━━━ Records for processing ━━━
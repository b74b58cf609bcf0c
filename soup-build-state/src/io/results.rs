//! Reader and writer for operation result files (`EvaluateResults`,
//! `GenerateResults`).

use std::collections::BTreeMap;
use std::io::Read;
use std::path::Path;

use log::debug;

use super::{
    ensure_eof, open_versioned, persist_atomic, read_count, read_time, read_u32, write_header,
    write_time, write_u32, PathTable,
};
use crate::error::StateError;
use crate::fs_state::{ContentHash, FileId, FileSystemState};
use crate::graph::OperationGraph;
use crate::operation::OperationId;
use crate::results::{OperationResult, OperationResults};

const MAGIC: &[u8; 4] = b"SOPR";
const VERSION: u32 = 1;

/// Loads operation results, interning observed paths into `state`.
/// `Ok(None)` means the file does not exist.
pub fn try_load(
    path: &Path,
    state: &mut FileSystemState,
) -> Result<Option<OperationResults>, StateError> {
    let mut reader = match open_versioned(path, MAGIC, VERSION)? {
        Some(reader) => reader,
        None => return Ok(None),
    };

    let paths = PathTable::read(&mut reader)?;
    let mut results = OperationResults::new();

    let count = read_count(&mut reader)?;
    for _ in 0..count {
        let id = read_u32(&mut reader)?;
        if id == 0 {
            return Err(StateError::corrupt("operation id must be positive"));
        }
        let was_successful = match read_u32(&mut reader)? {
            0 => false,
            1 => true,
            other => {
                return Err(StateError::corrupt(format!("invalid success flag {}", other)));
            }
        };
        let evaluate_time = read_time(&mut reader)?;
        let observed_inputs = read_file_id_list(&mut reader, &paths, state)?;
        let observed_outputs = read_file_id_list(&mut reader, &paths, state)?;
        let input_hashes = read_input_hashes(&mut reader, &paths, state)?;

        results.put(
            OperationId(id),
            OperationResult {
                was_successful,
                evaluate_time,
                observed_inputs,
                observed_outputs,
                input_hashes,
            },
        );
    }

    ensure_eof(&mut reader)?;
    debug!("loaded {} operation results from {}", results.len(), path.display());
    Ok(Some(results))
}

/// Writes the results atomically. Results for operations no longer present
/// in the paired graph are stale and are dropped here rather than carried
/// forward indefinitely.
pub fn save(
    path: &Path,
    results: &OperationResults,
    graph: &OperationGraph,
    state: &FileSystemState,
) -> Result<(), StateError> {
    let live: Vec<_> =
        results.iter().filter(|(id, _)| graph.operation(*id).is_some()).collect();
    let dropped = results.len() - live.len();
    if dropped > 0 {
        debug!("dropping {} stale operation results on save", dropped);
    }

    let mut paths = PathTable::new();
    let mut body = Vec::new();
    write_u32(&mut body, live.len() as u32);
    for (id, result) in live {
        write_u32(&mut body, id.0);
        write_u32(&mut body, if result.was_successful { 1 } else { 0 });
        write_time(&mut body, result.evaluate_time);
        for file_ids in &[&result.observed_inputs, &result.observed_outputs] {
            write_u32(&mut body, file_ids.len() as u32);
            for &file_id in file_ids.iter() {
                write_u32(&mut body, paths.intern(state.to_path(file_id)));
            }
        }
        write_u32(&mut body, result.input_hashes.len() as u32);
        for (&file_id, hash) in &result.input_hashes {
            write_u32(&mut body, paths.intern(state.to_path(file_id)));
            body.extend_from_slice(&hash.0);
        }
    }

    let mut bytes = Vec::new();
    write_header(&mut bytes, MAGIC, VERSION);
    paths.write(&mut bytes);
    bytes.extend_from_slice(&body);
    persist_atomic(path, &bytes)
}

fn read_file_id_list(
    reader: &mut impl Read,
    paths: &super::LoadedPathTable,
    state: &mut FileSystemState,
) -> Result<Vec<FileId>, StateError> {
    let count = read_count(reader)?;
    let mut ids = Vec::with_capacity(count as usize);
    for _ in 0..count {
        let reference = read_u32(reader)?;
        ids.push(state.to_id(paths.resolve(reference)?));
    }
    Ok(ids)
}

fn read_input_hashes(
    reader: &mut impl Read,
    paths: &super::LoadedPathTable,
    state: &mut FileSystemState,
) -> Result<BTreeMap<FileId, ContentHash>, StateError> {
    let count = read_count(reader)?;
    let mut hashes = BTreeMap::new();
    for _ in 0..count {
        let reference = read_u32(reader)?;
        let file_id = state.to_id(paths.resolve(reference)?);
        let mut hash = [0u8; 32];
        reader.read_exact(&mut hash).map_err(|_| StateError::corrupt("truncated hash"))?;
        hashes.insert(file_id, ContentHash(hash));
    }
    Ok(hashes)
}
━━━
━━━ Records for processing ━━━
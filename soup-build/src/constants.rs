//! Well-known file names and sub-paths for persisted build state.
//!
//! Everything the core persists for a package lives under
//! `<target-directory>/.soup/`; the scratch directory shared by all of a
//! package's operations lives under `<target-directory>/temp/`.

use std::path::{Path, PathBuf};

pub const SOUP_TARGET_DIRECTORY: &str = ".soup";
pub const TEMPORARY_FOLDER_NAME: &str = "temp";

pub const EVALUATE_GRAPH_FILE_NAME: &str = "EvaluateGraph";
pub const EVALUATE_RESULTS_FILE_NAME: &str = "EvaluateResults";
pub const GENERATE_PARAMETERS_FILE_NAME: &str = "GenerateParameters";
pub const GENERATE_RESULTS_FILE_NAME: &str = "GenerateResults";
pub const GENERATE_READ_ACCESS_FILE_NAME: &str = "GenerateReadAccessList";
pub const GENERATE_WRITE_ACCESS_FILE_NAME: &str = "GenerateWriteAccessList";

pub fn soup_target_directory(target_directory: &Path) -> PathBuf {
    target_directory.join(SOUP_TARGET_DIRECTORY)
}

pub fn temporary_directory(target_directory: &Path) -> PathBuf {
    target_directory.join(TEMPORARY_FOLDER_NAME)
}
━━━
→ **Required work**:
Scan the lines above for "let live: Vec<_>" and for "write_u32(&mut body, if". Repeat exactly the line holding each of them and every line in between.

→ **Expected answer**:
    let live: Vec<_> =
        results.iter().filter(|(id, _)| graph.operation(*id).is_some()).collect();
    let dropped = results.len() - live.len();
    if dropped > 0 {
        debug!("dropping {} stale operation results on save", dropped);
    }

    let mut paths = PathTable::new();
    let mut body = Vec::new();
    write_u32(&mut body, live.len() as u32);
    for (id, result) in live {
        write_u32(&mut body, id.0);
        write_u32(&mut body, if result.was_successful { 1 } else { 0 });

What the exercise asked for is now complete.